On November 20, 2024—just in time for the season of giving—the Office of Inspector General for the U.S. Department of Health and Human Services (“OIG”) issued new compliance program guidance specifically targeted at Nursing Facilities (“NFs”). This Nursing Facility Industry Segment-Specific Compliance Program Guidance1 (“NF ICPG”) updates, but does not replace, the OIG’s prior guidance issued in 20002 and in 2008.3 In its NF ICPG, the OIG noted that these guidance documents would still be available on its website as archived resources that entities may want to consult as needed.4
While written primarily for NF leaders and compliance professionals, the NF ICPG is recommended reading for compliance officers and attorneys who work with any entity that does business with or has referral relationships with NFs, as well as other types of long-term care providers.5
This article will:
- Provide a brief overview of the more notable features of the new guidance;
- Describe certain transactions and relationships between NFs, patients and other health care providers, suppliers, and vendors that the guidance characterized as “potentially problematic” under the Federal Anti-Kickback Statute (“AKS”) and related principles; and,
- Provide practical advice for NF leaders, compliance officers, and attorneys interested in mitigating compliance risk under the AKS and related principles.
NF ICPG Overview
The NF ICPG is meant to be read in tandem with the OIG’s General Compliance Program Guidance (“GCPG”) issued last year.6 While the GCPG generally addressed compliance programmatic goals for federal health care program (“FHCP”) participants and stakeholders, the NF ICPG specifically addresses compliance risk areas for NFs with potential risk mitigation measures that organizations should consider. The NF ICPG also includes a Nursing Facility ICPG Supplement: Reimbursement Overview7 which summarizes Medicare and Medicaid reimbursement principles for NFs and should be an invaluable quick reference guide for anyone who needs to understand how FHCPs pay NFs.
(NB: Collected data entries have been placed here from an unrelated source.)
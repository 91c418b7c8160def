/// Digest algorithm identifiers.
#[derive(Debug, Clone, Copy, PartialEq, Eq, Hash)]
pub enum HashAlgId {
    Sha1,
    Sha224,
    Sha256,
    Sha384,
    Sha512,
}

impl HashAlgId {
    /// Digest output length in bytes.
    pub fn output_len(self) -> usize {
        match self {
            HashAlgId::Sha1 => 20,
            HashAlgId::Sha224 => 28,
            HashAlgId::Sha256 => 32,
            HashAlgId::Sha384 => 48,
            HashAlgId::Sha512 => 64,
        }
    }
}

/// Public key algorithm identifiers, as named by a SubjectPublicKeyInfo.
#[derive(Debug, Clone, Copy, PartialEq, Eq, Hash)]
pub enum PkeyAlgId {
    Rsa,
    Dsa,
    Ecdsa,
    Ed25519,
    Ed448,
}

#[cfg(test)]
mod tests {
    use super::*;

    #[test]
    fn test_hash_output_len() {
        assert_eq!(HashAlgId::Sha1.output_len(), 20);
        assert_eq!(HashAlgId::Sha256.output_len(), 32);
        assert_eq!(HashAlgId::Sha512.output_len(), 64);
    }
}
/// A value carried under a non-universal tag.
///
/// With `explicit` set the tag wraps the complete encoding of `inner`;
/// otherwise the tag replaces the inner value's own identifier. A generic
/// decode cannot tell the two apart from the bytes alone, so it reads a
/// constructed element holding exactly one TLV as explicit, any other
/// constructed element as an implicit SEQUENCE, and primitive content as
/// an implicit OCTET STRING. [`TaggedObject::implicit_as`] lets a schema
/// supply the real type. Equality compares the DER encoding, so both
/// readings of the same bytes are equal.
#[derive(Debug, Clone)]
pub struct TaggedObject {
    pub class: TagClass,
    pub number: u32,
    pub explicit: bool,
    pub inner: Box<Asn1Value>,
}

impl TaggedObject {
    pub fn explicit(class: TagClass, number: u32, inner: Asn1Value) -> Self {
        TaggedObject {
            class,
            number,
            explicit: true,
            inner: Box::new(inner),
        }
    }

    pub fn implicit(class: TagClass, number: u32, inner: Asn1Value) -> Self {
        TaggedObject {
            class,
            number,
            explicit: false,
            inner: Box::new(inner),
        }
    }

    /// The identifier this object encodes with.
    pub fn tag(&self) -> Tag {
        Tag {
            class: self.class,
            constructed: self.explicit || self.inner.is_constructed(),
            number: self.number,
        }
    }

    /// Re-read the content of this object as an implicitly tagged
    /// `universal` type, returning the decoded inner value.
    pub fn implicit_as(&self, universal: u32) -> Result<Asn1Value, Asn1Error> {
        let content = self.content_octets()?;
        let constructed = self.tag().constructed;
        let mut raw = Vec::with_capacity(content.len() + 6);
        super::write_header(
            Tag::universal(universal, constructed),
            super::Length::Definite(content.len()),
            &mut raw,
        );
        raw.extend_from_slice(&content);
        Decoder::new(&raw).read_value()
    }

    fn content_octets(&self) -> Result<Vec<u8>, Asn1Error> {
        if self.explicit {
            self.inner.to_der()
        } else {
            let full = self.inner.to_der()?;
            let tlv = Decoder::new(&full).read_tlv()?;
            Ok(tlv.value.to_vec())
        }
    }
}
The stated goals of the NF ICPG are to: (1) reduce fraud, waste, and abuse; (2) promote cost-effective and quality care; (3) enhance the effectiveness of providers’ operations; and (4) propel improvements in compliance, quality of care, and resident safety within NFs.8 Among the major sections of the NF ICPG, Section II (“Compliance Risk Areas and Recommendations for Mitigation”) addresses four key compliance risk areas: (A) Quality of Care and Quality of Life; (B) Medicare and Medicaid Billing Requirements; (C) The AKS; and (D) Other Risk Areas (e.g., Related Party Transactions, Physician Self-Referral Law (Stark Law), Anti-Supplementation, HIPAA Privacy, Security and Breach Notification, and Civil Rights).9
Like the GCPG, the NF ICPG is well organized and presented in an interactive format, with active links to helpful resources. Gone are the days when compliance professionals and attorneys had to strain their eyes sifting through .pdf reprints of Federal Register notices to extract the OIG’s compliance wisdom.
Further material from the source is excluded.